In short, Your machine is killing you, says the video, its caption implying that unsuspecting microwave users are the victims of a slow genocide they don’t even know is happening.
The video’s maker is, as far as I can tell, a white German woman. In her other videos, she argues that the arrival of migrants to Germany is part of a plan to destroy the country by 2030, warns of the dangers of microplastics and suggests that feminism is a ploy to coerce women into paying taxes. How had her microwave video found its way into this chat, which is populated with UK-based uncles and aunties and cousins of various African diaspora configurations sharing, mostly, birthday greetings and embarrassing photos recovered from an old Sony Ericsson? (For context, I am a London-born Nigerian-German living in Berlin.)
Somehow, the video’s appearance wasn’t entirely unexpected. Various well-intentioned, if naive, warnings have appeared in the chat over the years – a notice about razor blades being snuck into packs of Hobnobs; cautions about 5G towers. I sent back articles and videos, seeking to gently convince my family that the microwave is not actually a killing machine. And yet, despite my broad appeals to ‘facts’ and ‘science’, I understand, and often share, this suspicious disposition. To be Black in the UK (or in Germany) is to be in an almost perpetual state of vigilance – it can be hard to know what is actually dangerous to us when it feels like anything could be.
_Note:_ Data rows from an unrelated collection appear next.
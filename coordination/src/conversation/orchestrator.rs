//! Conversation orchestrator — drives reviewers through the review phases.
//!
//! ```text
//! Idle → Analysis ──────────→ Discussion ──→ Consensus → Sealed
//!          │  analyze_code       │  round k: every reviewer, in roster
//!          │  opening statement  │  order, sees the transcript including
//!          │  initial vote       │  earlier same-round replies
//!          │                     │  stop: rounds == max or consensus
//!          └─ quick_review ──────┴─────────→ Consensus (no transcript)
//! ```
//!
//! All ledger and log writes go through `&mut self`, so one review has a
//! single writer even when Phase-1 analyses run concurrently.

use std::collections::HashSet;

use futures::future::join_all;
use indexmap::IndexMap;
use tracing::{debug, info, instrument, warn};

use super::log::ConversationLog;
use super::phase::{PhaseTracker, PhaseTransition, ReviewPhase};
use crate::agent::ReviewerAgent;
use crate::config::ReviewConfig;
use crate::consensus::{ConsensusManager, ConsensusResult};
use crate::error::{ReviewError, ReviewResult};
use crate::types::{CodeAnalysis, ReviewMessage, Verdict};

/// Characters of a discussion message kept as the vote rationale.
const DISCUSSION_RATIONALE_CHARS: usize = 200;

/// Runs one review at a time over a fixed, ordered roster of reviewers.
pub struct ConversationOrchestrator {
    agents: Vec<Box<dyn ReviewerAgent>>,
    config: ReviewConfig,
    consensus: ConsensusManager,
    phases: PhaseTracker,
}

impl ConversationOrchestrator {
    /// Create an orchestrator over `agents` in the given order.
    ///
    /// Fails before any review runs if the roster is empty, a reviewer name
    /// repeats, or the configuration is invalid.
    pub fn new(agents: Vec<Box<dyn ReviewerAgent>>, config: ReviewConfig) -> ReviewResult<Self> {
        config.validate()?;
        if agents.is_empty() {
            return Err(ReviewError::EmptyRoster);
        }
        let mut seen = HashSet::new();
        for agent in &agents {
            if !seen.insert(agent.name()) {
                return Err(ReviewError::DuplicateAgent(agent.name().to_string()));
            }
        }

        Ok(Self {
            consensus: ConsensusManager::with_config(&config),
            agents,
            config,
            phases: PhaseTracker::new(),
        })
    }

    pub fn config(&self) -> &ReviewConfig {
        &self.config
    }

    /// Reviewer names in registration order.
    pub fn agent_names(&self) -> Vec<&str> {
        self.agents.iter().map(|a| a.name()).collect()
    }

    /// Ledger state as left by the most recent review.
    pub fn consensus(&self) -> &ConsensusManager {
        &self.consensus
    }

    pub fn phase(&self) -> ReviewPhase {
        self.phases.phase()
    }

    /// Phase transitions of the most recent review.
    pub fn transitions(&self) -> &[PhaseTransition] {
        self.phases.transitions()
    }

    /// Run a full review: analysis, discussion rounds, final consensus.
    ///
    /// Always returns a sealed log; reviewer degradation shows up as
    /// low-confidence votes, never as an error.
    #[instrument(skip(self, code), fields(method = %self.config.consensus_method, agents = self.agents.len()))]
    pub async fn review_code(&mut self, code: &str, filename: &str) -> ReviewResult<ConversationLog> {
        let mut log = ConversationLog::new(code, filename);
        self.consensus.reset();
        self.phases.reset();

        info!(code_hash = %log.code_hash, "Starting review");

        // Phase 1: independent analysis
        self.phases
            .transition(ReviewPhase::Analysis, "review started")?;
        let analyses = self.collect_analyses(code, filename).await;

        for (agent, analysis) in self.agents.iter().zip(analyses) {
            let name = agent.name();
            let opening = agent.respond_to_discussion(code, &[], &analysis).await;
            log.push_message(attribute(opening, name))?;

            self.consensus
                .add_vote(name, analysis.verdict, analysis.confidence, &analysis.rationale());
            info!(
                agent = name,
                verdict = %analysis.verdict,
                issues = analysis.issues.len(),
                warnings = analysis.warnings.len(),
                "Initial analysis"
            );
            log.record_analysis(name, analysis)?;
        }

        // Phase 2: discussion
        self.phases
            .transition(ReviewPhase::Discussion, "independent analyses recorded")?;
        let mut round = 0;
        while self.consensus.should_continue() && round < self.consensus.max_rounds() {
            round += 1;
            self.consensus.increment_round();
            debug!(round, "Discussion round");

            for agent in &self.agents {
                let name = agent.name();
                let Some(analysis) = log.analyses().get(name) else {
                    continue;
                };
                let confidence = analysis.confidence;
                let reply = agent
                    .respond_to_discussion(code, log.messages(), analysis)
                    .await;
                let reply = attribute(reply, name);

                if let Some(verdict) = reply.verdict {
                    self.consensus.add_vote(
                        name,
                        verdict,
                        confidence,
                        &reply.excerpt(DISCUSSION_RATIONALE_CHARS),
                    );
                }
                debug!(
                    agent = name,
                    round,
                    verdict = ?reply.verdict,
                    in_reply_to = ?reply.in_reply_to,
                    "Discussion reply"
                );
                log.push_message(reply)?;
            }
        }

        // Phase 3: final consensus
        self.phases.transition(
            ReviewPhase::Consensus,
            &format!("discussion ended after {} rounds", round),
        )?;
        let result = self.consensus.calculate_consensus();
        info!(
            verdict = %result.final_verdict,
            consensus_reached = result.consensus_reached,
            rounds = result.rounds_taken,
            total_confidence = result.total_confidence,
            "Review complete"
        );
        if result.is_inconclusive(self.consensus.max_rounds()) {
            warn!(code_hash = %log.code_hash, "Review inconclusive after exhausting rounds");
        }

        log.seal(result)?;
        self.phases
            .transition(ReviewPhase::Sealed, "consensus attached")?;
        Ok(log)
    }

    /// Analyze and vote once per reviewer, then decide. No transcript.
    #[instrument(skip(self, code), fields(method = %self.config.consensus_method))]
    pub async fn quick_review(&mut self, code: &str, filename: &str) -> ReviewResult<ConsensusResult> {
        self.consensus.reset();
        self.phases.reset();
        self.phases.transition(ReviewPhase::Analysis, "quick review")?;

        let analyses = self.collect_analyses(code, filename).await;
        for (agent, analysis) in self.agents.iter().zip(analyses) {
            self.consensus.add_vote(
                agent.name(),
                analysis.verdict,
                analysis.confidence,
                &analysis.rationale(),
            );
        }

        self.phases
            .transition(ReviewPhase::Consensus, "quick review votes recorded")?;
        let result = self.consensus.calculate_consensus();
        info!(verdict = %result.final_verdict, consensus_reached = result.consensus_reached, "Quick review complete");
        Ok(result)
    }

    /// Phase-1 analyses in roster order, sanitized.
    async fn collect_analyses(&self, code: &str, filename: &str) -> Vec<CodeAnalysis> {
        let analyses = if self.config.parallel_analysis {
            join_all(self.agents.iter().map(|a| a.analyze_code(code, filename))).await
        } else {
            let mut analyses = Vec::with_capacity(self.agents.len());
            for agent in &self.agents {
                analyses.push(agent.analyze_code(code, filename).await);
            }
            analyses
        };
        analyses.into_iter().map(CodeAnalysis::sanitized).collect()
    }

    /// Snapshot of the reviewer → verdict map currently in the ledger.
    pub fn current_votes(&self) -> IndexMap<String, Verdict> {
        self.consensus.votes().breakdown()
    }
}

/// Force a message's author to the reviewer that produced it.
fn attribute(mut message: ReviewMessage, agent_name: &str) -> ReviewMessage {
    if message.agent_name != agent_name {
        warn!(
            agent = agent_name,
            claimed = %message.agent_name,
            "Reviewer emitted a message under another name; reattributing"
        );
        message.agent_name = agent_name.to_string();
    }
    message
}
We are familiar with the racism of state and corporate institutions, and experience a proximity to precarity, to violence, embedded within the structures that order and arrange our lives. And yet we are told that these things that we see, feel and witness do not exist. Perhaps unsurprisingly, this racism also presents itself when it comes to food: Black people in the UK are more likely to live in food deserts and experience food insecurity than white people, making it harder, more expensive and certainly more time consuming for us to get what we need. When our socioeconomic system feels like a conspiracy, it’s hard to have faith in such a system, or the technology that this system produces. In this context, the microwave has become a site for the projection of anxieties around food, health and power. But how has that come to be?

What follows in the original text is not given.